# HELP! Tegu not eaten in a week. Eyes closed.



## Joshua Wu (Sep 27, 2019)

Hi
i got a tegu exactly one week ago. His body can fit in the size of my palm, and i was told that he is 2-3 months. But the only think weird is that he doesnt have any green. This isnt a big problem but i want some clarification.

I have 2 lights, im not sure what they are called but one is white and other is orange and its hotter, they have uvb, uva, warmness etc. The humidity is always around 60-80% . his basking spot is about 120. his cool side is around 80f. 
He is still scared of me and flinches when i touch him. When i go near him his eyes are closed and is breathing heavily. After some observations realized that my tegu is always sleeping, he sleeps most of the time and only comes out for a few hours a day(i am not sure but i come home from school after 4:15pm and he is out, but a bit after being back home he goes back into his hide). 
I have not seen him drink any water or eat anything. 
I have offered him, turkey, chicken hearts, super worms, crickets(canned), hairless pink baby mice.
The only time i have seen him eat is the first day i got him, i used tongs to give him some grape and he ate it without problem. But he only took a bit.

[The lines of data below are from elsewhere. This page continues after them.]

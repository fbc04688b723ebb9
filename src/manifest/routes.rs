//! Route extraction.
//!
//! Two independent strategies feed one table and duplicates are kept:
//! route declarations found in source text, and files under a `pages`
//! directory.

use std::sync::LazyLock;

use regex::Regex;

use super::parse::SCRIPT_EXTENSIONS;
use crate::models::{Route, RouteSource};

/// How far past a route's `path` to look for its target.
const DECLARATION_WINDOW: usize = 300;

static JSX_ROUTE: LazyLock<Regex> =
    LazyLock::new(|| Regex::new(r"<Route\b").expect("route tag pattern is valid"));

static JSX_PATH: LazyLock<Regex> = LazyLock::new(|| {
    Regex::new(r#"\bpath\s*=\s*\{?\s*["'`]([^"'`]+)["'`]"#).expect("route path pattern is valid")
});

static JSX_TARGET: LazyLock<Regex> = LazyLock::new(|| {
    Regex::new(r"\b(?:element\s*=\s*\{\s*<\s*([A-Z][\w.]*)|[Cc]omponent\s*=\s*\{\s*([A-Z][\w.]*))")
        .expect("route target pattern is valid")
});

static OBJECT_PATH: LazyLock<Regex> = LazyLock::new(|| {
    Regex::new(r#"\bpath\s*:\s*["'`]([^"'`]+)["'`]"#).expect("object path pattern is valid")
});

static OBJECT_TARGET: LazyLock<Regex> = LazyLock::new(|| {
    Regex::new(r"\b(?:element\s*:\s*<\s*([A-Z][\w.]*)|[Cc]omponent\s*:\s*([A-Z][\w.]*))")
        .expect("object target pattern is valid")
});

static ROUTE_CALL: LazyLock<Regex> = LazyLock::new(|| {
    Regex::new(r#"\broute\(\s*["'`]([^"'`]+)["'`]\s*,\s*["'`]?([\w./-]+)"#)
        .expect("route call pattern is valid")
});

/// Routes declared in a file's source text.
pub fn declared_routes(content: &str, file: &str) -> Vec<Route> {
    let mut routes = Vec::new();
    let declared = |path: &str, target: &str| Route {
        path: path.to_string(),
        target: target.to_string(),
        file: file.to_string(),
        source: RouteSource::Declared,
    };

    // <Route path="/about" element={<About />} />
    let tags: Vec<usize> = JSX_ROUTE.find_iter(content).map(|m| m.start()).collect();
    for (idx, &start) in tags.iter().enumerate() {
        let end = tags
            .get(idx + 1)
            .copied()
            .unwrap_or(content.len())
            .min(floor_char_boundary(content, start + DECLARATION_WINDOW));
        let tag = &content[start..end];
        if let (Some(path), Some(target)) = (JSX_PATH.captures(tag), JSX_TARGET.captures(tag)) {
            routes.push(declared(&path[1], first_group(&target)));
        }
    }

    // createBrowserRouter([{ path: '/about', element: <About /> }])
    let paths: Vec<_> = OBJECT_PATH.captures_iter(content).collect();
    for (idx, caps) in paths.iter().enumerate() {
        let whole = caps.get(0).expect("group 0 always matches");
        let end = paths
            .get(idx + 1)
            .and_then(|next| next.get(0))
            .map(|m| m.start())
            .unwrap_or(content.len())
            .min(floor_char_boundary(content, whole.end() + DECLARATION_WINDOW));
        if let Some(target) = OBJECT_TARGET.captures(&content[whole.end()..end]) {
            routes.push(declared(&caps[1], first_group(&target)));
        }
    }

    // route('/about', 'routes/about.tsx')
    for caps in ROUTE_CALL.captures_iter(content) {
        routes.push(declared(&caps[1], &caps[2]));
    }

    routes
}

/// Route implied by a file's location under a `pages` directory.
///
/// `pages/about.jsx` maps to `/about`, `pages/index.jsx` to `/`,
/// `src/pages/blog/index.tsx` to `/blog`. Framework files whose name starts
/// with `_` are not routes.
pub fn filesystem_route(relative_path: &str) -> Option<String> {
    let rest = if let Some(rest) = relative_path.strip_prefix("pages/") {
        rest
    } else {
        let idx = relative_path.find("/pages/")?;
        &relative_path[idx + "/pages/".len()..]
    };

    let (stem, ext) = rest.rsplit_once('.')?;
    if !SCRIPT_EXTENSIONS.contains(&ext) {
        return None;
    }
    let file_name = stem.rsplit('/').next().unwrap_or(stem);
    if file_name.starts_with('_') {
        return None;
    }

    let route = match stem.strip_suffix("index") {
        Some(prefix) if prefix.is_empty() || prefix.ends_with('/') => prefix.trim_end_matches('/'),
        _ => stem,
    };
    Some(format!("/{}", route))
}

fn first_group<'a>(caps: &regex::Captures<'a>) -> &'a str {
    caps.get(1)
        .or_else(|| caps.get(2))
        .map(|m| m.as_str())
        .unwrap_or_default()
}

fn floor_char_boundary(s: &str, mut idx: usize) -> usize {
    if idx >= s.len() {
        return s.len();
    }
    while !s.is_char_boundary(idx) {
        idx -= 1;
    }
    idx
}
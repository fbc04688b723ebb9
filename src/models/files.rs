use serde::{Deserialize, Serialize};

/// A file to materialize inside the session's project directory.
#[derive(Debug, Clone, Serialize, Deserialize)]
pub struct FileWrite {
    /// Path relative to the project directory.
    pub path: String,
    pub content: String,
}

#[derive(Debug, Clone, Serialize, Deserialize)]
pub struct WriteFilesInput {
    pub files: Vec<FileWrite>,
}

/// Outcome of a file write, split by whether the path was already known.
#[derive(Debug, Clone, Default, Serialize, Deserialize)]
pub struct WriteFilesResult {
    pub created: Vec<String>,
    pub updated: Vec<String>,
}
//! Error taxonomy shared by every public operation.

use std::time::Duration;

use serde_json::{json, Value};
use thiserror::Error;

use crate::provider::ProviderError;

#[derive(Debug, Error)]
pub enum DevboxError {
    /// Missing or invalid provider credential.
    #[error("Configuration error: {0}")]
    Configuration(String),

    /// Environment creation failed. Callers normally never see this: the
    /// provisioner turns it into a demo session.
    #[error("Failed to provision sandbox: {0}")]
    Provision(#[source] ProviderError),

    /// The project skeleton could not be written. The environment has been
    /// torn down.
    #[error("Sandbox setup failed: {0}")]
    Setup(String),

    #[error("Not found: {0}")]
    NotFound(String),

    #[error("Failed to reconnect to sandbox {id}: {reason}")]
    Reconnect { id: String, reason: String },

    #[error("Install failed: {message}")]
    Install {
        message: String,
        packages: Vec<String>,
    },

    #[error("{operation} timed out after {}s", after.as_secs())]
    Timeout {
        operation: &'static str,
        after: Duration,
    },

    #[error("Invalid request: {0}")]
    InvalidRequest(String),

    /// A command inside a live sandbox could not be run.
    #[error("Sandbox command failed: {0}")]
    Remote(#[source] ProviderError),
}

impl DevboxError {
    /// Stable machine-readable code for the error envelope.
    pub fn code(&self) -> &'static str {
        match self {
            Self::Configuration(_) => "CONFIGURATION_ERROR",
            Self::Provision(_) => "PROVISION_ERROR",
            Self::Setup(_) => "SETUP_ERROR",
            Self::NotFound(_) => "SANDBOX_NOT_FOUND",
            Self::Reconnect { .. } => "RECONNECT_ERROR",
            Self::Install { .. } => "INSTALL_ERROR",
            Self::Timeout { .. } => "TIMEOUT",
            Self::InvalidRequest(_) => "INVALID_REQUEST",
            Self::Remote(_) => "REMOTE_ERROR",
        }
    }

    /// HTTP-like status code for the error envelope.
    pub fn status(&self) -> u16 {
        match self {
            Self::InvalidRequest(_) => 400,
            Self::NotFound(_) => 404,
            Self::Provision(_) | Self::Reconnect { .. } | Self::Remote(_) => 502,
            Self::Timeout { .. } => 504,
            Self::Configuration(_) | Self::Setup(_) | Self::Install { .. } => 500,
        }
    }

    pub fn is_retryable(&self) -> bool {
        matches!(
            self,
            Self::Provision(_)
                | Self::Setup(_)
                | Self::Reconnect { .. }
                | Self::Install { .. }
                | Self::Timeout { .. }
                | Self::Remote(_)
        )
    }

    /// Structured details for the error envelope.
    pub fn details(&self) -> Value {
        let mut details = match self {
            Self::Reconnect { id, reason } => json!({ "sandboxId": id, "reason": reason }),
            Self::Install { packages, .. } => json!({ "packages": packages }),
            Self::Timeout { operation, after } => {
                json!({ "operation": operation, "timeoutSecs": after.as_secs() })
            }
            Self::Provision(source) | Self::Remote(source) => {
                json!({ "reason": source.to_string() })
            }
            _ => json!({}),
        };
        details["retryable"] = Value::Bool(self.is_retryable());
        details
    }
}
//! Classification of installer output lines.

use crate::models::InstallEventKind;
use crate::provider::{OutputLine, OutputStream};

const ERROR_MARKER: &str = "ERR!";
const CONFLICT_MARKERS: &[&str] = &["ERESOLVE", "peer dep", "conflicting peer"];

/// Event kind for one line of installer output, or None for blank lines.
pub fn classify(line: &OutputLine) -> Option<(InstallEventKind, bool)> {
    let text = line.text.trim();
    if text.is_empty() {
        return None;
    }
    let lower = text.to_ascii_lowercase();

    if text.contains(ERROR_MARKER) || lower.starts_with("error") {
        return Some((InstallEventKind::Error, false));
    }
    if CONFLICT_MARKERS
        .iter()
        .any(|marker| lower.contains(&marker.to_ascii_lowercase()))
    {
        return Some((InstallEventKind::Warning, true));
    }
    if text.contains("WARN") || lower.contains("warn ") || line.stream == OutputStream::Stderr {
        return Some((InstallEventKind::Warning, false));
    }
    Some((InstallEventKind::Output, false))
}
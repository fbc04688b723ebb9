//! Remote execution environment provider.
//!
//! The provider is an external service that hands out ephemeral sandboxes and
//! runs shell scripts inside them. It is treated as fallible and possibly
//! absent entirely, in which case sessions degrade to [`Sandbox::Demo`].

mod http;
mod sandbox;

use std::time::Duration;

use async_trait::async_trait;
use base64::Engine;
use serde::{Deserialize, Serialize};
use thiserror::Error;
use tokio::sync::mpsc;

pub use http::HttpProvider;
pub use sandbox::{LiveSandbox, Sandbox};

/// Provider errors.
#[derive(Debug, Error)]
pub enum ProviderError {
    #[error("HTTP request failed: {0}")]
    Http(#[from] reqwest::Error),

    #[error("Not found: {0}")]
    NotFound(String),

    #[error("Unauthorized: provider API key required or invalid")]
    Unauthorized,

    #[error("Provider error: {0}")]
    Server(String),

    #[error("Command timed out after {}s", .0.as_secs())]
    Timeout(Duration),

    #[error("Provider unavailable: {0}")]
    Unavailable(String),

    #[error("Malformed provider response: {0}")]
    Protocol(String),
}

/// Parameters for creating a sandbox.
#[derive(Debug, Clone, Serialize)]
#[serde(rename_all = "camelCase")]
pub struct CreateSandbox {
    pub template: String,
    pub timeout_secs: u64,
}

/// Reference to a sandbox held by the provider.
#[derive(Debug, Clone, PartialEq, Eq, Serialize, Deserialize)]
#[serde(rename_all = "camelCase")]
pub struct SandboxHandle {
    #[serde(alias = "sandboxId")]
    pub id: String,
    pub host: String,
}

/// Result of running a script to completion.
#[derive(Debug, Clone, Default, PartialEq, Eq, Serialize, Deserialize)]
#[serde(rename_all = "camelCase")]
pub struct ExecOutput {
    pub stdout: String,
    pub stderr: String,
    pub exit_code: i32,
}

impl ExecOutput {
    pub fn success(&self) -> bool {
        self.exit_code == 0
    }
}

#[derive(Debug, Clone, Copy, PartialEq, Eq, Serialize, Deserialize)]
#[serde(rename_all = "snake_case")]
pub enum OutputStream {
    Stdout,
    Stderr,
}

/// One line of process output, delivered while the process runs.
#[derive(Debug, Clone, PartialEq, Eq)]
pub struct OutputLine {
    pub stream: OutputStream,
    pub text: String,
}

impl OutputLine {
    pub fn stdout(text: impl Into<String>) -> Self {
        Self {
            stream: OutputStream::Stdout,
            text: text.into(),
        }
    }

    pub fn stderr(text: impl Into<String>) -> Self {
        Self {
            stream: OutputStream::Stderr,
            text: text.into(),
        }
    }
}

#[async_trait]
pub trait SandboxProvider: Send + Sync {
    async fn create(&self, request: &CreateSandbox) -> Result<SandboxHandle, ProviderError>;

    async fn connect(&self, id: &str) -> Result<SandboxHandle, ProviderError>;

    async fn kill(&self, handle: &SandboxHandle) -> Result<(), ProviderError>;

    async fn exec(
        &self,
        handle: &SandboxHandle,
        script: &str,
        timeout: Duration,
    ) -> Result<ExecOutput, ProviderError>;

    /// Run a script, forwarding each output line as it is produced.
    ///
    /// The default replays buffered output once the script finishes.
    async fn exec_streaming(
        &self,
        handle: &SandboxHandle,
        script: &str,
        timeout: Duration,
        lines: mpsc::UnboundedSender<OutputLine>,
    ) -> Result<ExecOutput, ProviderError> {
        let output = self.exec(handle, script, timeout).await?;
        for line in output.stdout.lines() {
            let _ = lines.send(OutputLine::stdout(line));
        }
        for line in output.stderr.lines() {
            let _ = lines.send(OutputLine::stderr(line));
        }
        Ok(output)
    }

    /// Write files given as `(absolute path, content)` pairs.
    async fn write_files(
        &self,
        handle: &SandboxHandle,
        files: &[(String, String)],
        timeout: Duration,
    ) -> Result<(), ProviderError> {
        let script = write_files_script(files);
        let output = self.exec(handle, &script, timeout).await?;
        if output.success() {
            Ok(())
        } else {
            Err(ProviderError::Server(format!(
                "file write exited with {}: {}",
                output.exit_code,
                output.stderr.trim()
            )))
        }
    }
}

/// Quote a string for a POSIX shell.
pub fn shell_quote(value: &str) -> String {
    format!("'{}'", value.replace('\'', r"'\''"))
}

/// Shell script that writes each file through base64 so content never needs
/// escaping.
pub fn write_files_script(files: &[(String, String)]) -> String {
    let engine = base64::engine::general_purpose::STANDARD;
    let mut script = String::from("set -e\n");
    for (path, content) in files {
        let dir = match path.rfind('/') {
            Some(0) => "/",
            Some(idx) => &path[..idx],
            None => ".",
        };
        script.push_str(&format!(
            "mkdir -p {} && printf '%s' {} | base64 -d > {}\n",
            shell_quote(dir),
            shell_quote(&engine.encode(content)),
            shell_quote(path),
        ));
    }
    script
}
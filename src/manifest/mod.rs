//! File manifest of a session's project tree.
//!
//! A build enumerates the remote tree, parses each source file on a
//! best-effort basis and derives the entry point, stylesheets, import graph
//! and route table. Every build produces a new immutable [`Manifest`].

pub mod enumerate;
pub mod parse;
pub mod routes;
pub mod tree_render;

use std::collections::{BTreeMap, BTreeSet};
use std::sync::Arc;

use tracing::{debug, info};

use crate::config::Config;
use crate::error::DevboxError;
use crate::models::{FileKind, FileMetadata, FileRecord, ImportGraph, Manifest, Route, RouteSource};
use crate::provider::ProviderError;
use crate::session::Session;
use enumerate::Enumeration;
use parse::{ParseOutcome, SCRIPT_EXTENSIONS};

/// Conventional entry files, highest priority first.
pub const ENTRY_CANDIDATES: &[&str] = &[
    "src/main.jsx",
    "src/main.tsx",
    "src/main.js",
    "src/main.ts",
    "src/index.jsx",
    "src/index.tsx",
    "src/index.js",
    "src/index.ts",
    "src/App.jsx",
    "src/App.tsx",
    "src/App.js",
    "index.js",
];

const STYLE_EXTENSIONS: &[&str] = &["css", "scss"];

#[derive(Clone)]
pub struct ManifestBuilder {
    config: Arc<Config>,
}

impl ManifestBuilder {
    pub fn new(config: Arc<Config>) -> Self {
        Self { config }
    }

    /// Enumerate the session's project tree and build a fresh manifest.
    pub async fn build(&self, session: &Session) -> Result<Manifest, DevboxError> {
        if session.is_demo() {
            return Ok(Manifest::empty(true));
        }

        let script = enumerate::enumeration_script(session.project_dir(), self.config.max_file_bytes);
        let output = session
            .sandbox()
            .exec(&script, self.config.command_timeout)
            .await
            .map_err(DevboxError::Remote)?;
        if !output.success() {
            return Err(DevboxError::Remote(ProviderError::Server(format!(
                "enumeration exited with {}: {}",
                output.exit_code,
                output.stderr.trim()
            ))));
        }

        let enumeration = enumerate::parse_enumeration(&output.stdout, self.config.max_file_bytes);
        let manifest = assemble(session.project_dir(), enumeration);
        info!(
            "Built manifest for {}: {} files, {} routes, {} warnings",
            session.id(),
            manifest.files.len(),
            manifest.routes.len(),
            manifest.warnings.len()
        );
        Ok(manifest)
    }
}

/// Build a manifest from enumerated files.
pub fn assemble(project_dir: &str, enumeration: Enumeration) -> Manifest {
    let Enumeration { files, warnings } = enumeration;
    let known: BTreeSet<&str> = files.iter().map(|f| f.relative_path.as_str()).collect();
    let absolute = |relative: &str| format!("{}/{}", project_dir, relative);

    let entry = resolve_entry(&known);

    let mut records = BTreeMap::new();
    let mut imports = ImportGraph::new();
    let mut routes: Vec<Route> = Vec::new();

    for file in &files {
        let relative = file.relative_path.as_str();
        let path = absolute(relative);
        let mut metadata = None;

        if parse::is_script(relative) {
            imports.add_node(path.clone());

            match parse::parse_source(&file.content) {
                ParseOutcome::Parsed(mut parsed) => {
                    for import in parsed.imports.iter_mut().filter(|i| i.is_local()) {
                        if let Some(target) = resolve_import(relative, &import.source, &known) {
                            let target = absolute(&target);
                            imports.add_edge(path.clone(), target.clone());
                            import.resolved = Some(target);
                        }
                    }
                    metadata = Some(parsed);
                }
                ParseOutcome::Unparsed(e) => debug!("Keeping minimal record for {}: {}", relative, e),
            }

            routes.extend(routes::declared_routes(&file.content, &path));
            if let Some(route) = routes::filesystem_route(relative) {
                routes.push(Route {
                    path: route,
                    target: path.clone(),
                    file: path.clone(),
                    source: RouteSource::Filesystem,
                });
            }
        }

        let is_entry = entry.as_deref() == Some(relative);
        records.insert(
            path.clone(),
            FileRecord {
                relative_path: relative.to_string(),
                absolute_path: path,
                content: file.content.clone(),
                kind: classify(relative, is_entry, metadata.as_ref()),
                modified_at: file.modified_at,
                metadata,
            },
        );
    }

    let entry_point = entry.map(|e| absolute(&e));
    let styles = order_styles(&records, entry_point.as_deref());

    Manifest {
        files: records,
        entry_point,
        styles,
        imports,
        routes,
        tree: tree_render::render_tree(known.iter().copied()),
        warnings,
        built_at: chrono::Utc::now(),
        is_demo: false,
    }
}

/// First conventional entry filename present, in priority order.
pub fn resolve_entry(known: &BTreeSet<&str>) -> Option<String> {
    ENTRY_CANDIDATES
        .iter()
        .find(|candidate| known.contains(*candidate))
        .map(|candidate| candidate.to_string())
}

fn is_style(relative: &str) -> bool {
    enumerate::extension(relative).is_some_and(|ext| STYLE_EXTENSIONS.contains(&ext))
}

fn classify(relative: &str, is_entry: bool, metadata: Option<&FileMetadata>) -> FileKind {
    if is_entry {
        return FileKind::Entry;
    }
    if is_style(relative) {
        return FileKind::Style;
    }
    let Some(metadata) = metadata else {
        return FileKind::Utility;
    };

    let jsx_file = matches!(enumerate::extension(relative), Some("jsx" | "tsx"));
    let exports_component = metadata
        .exports
        .iter()
        .chain(metadata.default_export.iter())
        .any(|name| name.starts_with(|c: char| c.is_ascii_uppercase()));

    if metadata.has_jsx || (jsx_file && exports_component) {
        FileKind::Component
    } else {
        FileKind::Utility
    }
}

/// Stylesheets imported by the entry point first, in import order, then the
/// rest by path.
fn order_styles(records: &BTreeMap<String, FileRecord>, entry: Option<&str>) -> Vec<String> {
    let mut styles: Vec<String> = entry
        .and_then(|e| records.get(e))
        .and_then(|r| r.metadata.as_ref())
        .map(|m| {
            m.imports
                .iter()
                .filter_map(|i| i.resolved.clone())
                .filter(|p| records.get(p).is_some_and(|r| r.kind == FileKind::Style))
                .collect()
        })
        .unwrap_or_default();

    for record in records.values().filter(|r| r.kind == FileKind::Style) {
        if !styles.contains(&record.absolute_path) {
            styles.push(record.absolute_path.clone());
        }
    }
    styles
}

/// Resolve a local import to a known relative path.
fn resolve_import(from: &str, source: &str, known: &BTreeSet<&str>) -> Option<String> {
    let joined = match source.strip_prefix("@/") {
        Some(rest) => format!("src/{}", rest),
        None => {
            let dir = from.rsplit_once('/').map(|(dir, _)| dir).unwrap_or("");
            format!("{}/{}", dir, source)
        }
    };
    let base = normalize_path(&joined)?;

    let mut candidates = vec![base.clone()];
    candidates.extend(SCRIPT_EXTENSIONS.iter().map(|ext| format!("{}.{}", base, ext)));
    candidates.extend(SCRIPT_EXTENSIONS.iter().map(|ext| format!("{}/index.{}", base, ext)));

    candidates.into_iter().find(|c| known.contains(c.as_str()))
}

/// Collapse `.` and `..` segments. Returns None if the path climbs above the
/// project root.
fn normalize_path(path: &str) -> Option<String> {
    let mut parts: Vec<&str> = Vec::new();
    for part in path.split('/') {
        match part {
            "" | "." => {}
            ".." => {
                parts.pop()?;
            }
            other => parts.push(other),
        }
    }
    Some(parts.join("/"))
}

#[cfg(test)]
mod tests {
    use super::*;

    #[test]
    fn normalizes_relative_segments() {
        assert_eq!(normalize_path("src/components/../App").as_deref(), Some("src/App"));
        assert_eq!(normalize_path("/./src//main.jsx").as_deref(), Some("src/main.jsx"));
        assert_eq!(normalize_path("../outside"), None);
    }

    #[test]
    fn resolves_imports_by_extension_and_index() {
        let known: BTreeSet<&str> = [
            "src/App.jsx",
            "src/components/index.js",
            "src/index.css",
            "src/lib/api.ts",
        ]
        .into_iter()
        .collect();

        assert_eq!(
            resolve_import("src/main.jsx", "./App", &known).as_deref(),
            Some("src/App.jsx")
        );
        assert_eq!(
            resolve_import("src/main.jsx", "./components", &known).as_deref(),
            Some("src/components/index.js")
        );
        assert_eq!(
            resolve_import("src/main.jsx", "./index.css", &known).as_deref(),
            Some("src/index.css")
        );
        assert_eq!(
            resolve_import("src/components/index.js", "@/lib/api", &known).as_deref(),
            Some("src/lib/api.ts")
        );
        assert_eq!(resolve_import("src/main.jsx", "./Missing", &known), None);
    }

    #[test]
    fn entry_resolution_follows_priority() {
        let known: BTreeSet<&str> = ["src/App.jsx", "src/index.js", "src/main.tsx"]
            .into_iter()
            .collect();
        assert_eq!(resolve_entry(&known).as_deref(), Some("src/main.tsx"));

        let none: BTreeSet<&str> = ["lib/util.js"].into_iter().collect();
        assert_eq!(resolve_entry(&none), None);
    }

    #[test]
    fn classify_prefers_jsx_then_exports() {
        let jsx = FileMetadata {
            has_jsx: true,
            ..Default::default()
        };
        assert_eq!(classify("src/a.js", false, Some(&jsx)), FileKind::Component);

        let pascal = FileMetadata {
            default_export: Some("Card".to_string()),
            ..Default::default()
        };
        assert_eq!(classify("src/Card.tsx", false, Some(&pascal)), FileKind::Component);
        assert_eq!(classify("src/card.ts", false, Some(&pascal)), FileKind::Utility);

        assert_eq!(classify("src/index.css", false, None), FileKind::Style);
        assert_eq!(classify("src/broken.jsx", false, None), FileKind::Utility);
        assert_eq!(classify("src/main.jsx", true, Some(&jsx)), FileKind::Entry);
    }
}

How do i tell if he is hungry, sick, or dehydrated?
He hasnt eaten anything and i am really stressed.
https://docs.google.com/document/d/1zCoU8H7s44YFoVFmKxNpyDtgAy4X6En_eGfBkaZnKsI/edit?usp=sharing 
here is a link to photos and stuff in my enclosure. 

PS: I have done a lot of research but no reliable advice on my issues.


----------



## Walter1 (Sep 27, 2019)

A 2-3 mo. old tegu will have lost its green color. A tegu that's moved very often will eat immediately, then realize the move and shut down for a week or two.

Even when settled in, tegus sleep much longer than their out and about 

Closing its eyes and huffing is an unhappy tegu.

Give it time to settle in. Talk to it and don't be in a hurry to pick it up. Place a worn shirt with your scent in its hide box, which should be in the 70sF.


----------



## Joshua Wu (Sep 27, 2019)

Walter1 said:


> A 2-3 mo. old tegu will have lost its green color. A tegu that's moved very often will eat immediately, then realize the move and shut down for a week or two.
> 
> Even when settled in, tegus sleep much longer than their out and about
> 
> ...


So should I keep trying to give him food? My dad insists me not to put any supplements in his food because " it tastes bad and he won't eat it", is this true?

I will try out a few live super worms in his enclosure. I put about 20 of them . Are these worms bad for him?


----------



## Walter1 (Sep 27, 2019)

Offer food every few days. Leave in for a few hours after placing it in a plate in the morning. 

Once it begins to eat, add calcium and occasionally fish oil to food.

Also read lots of threads here that might address some of your questions


----------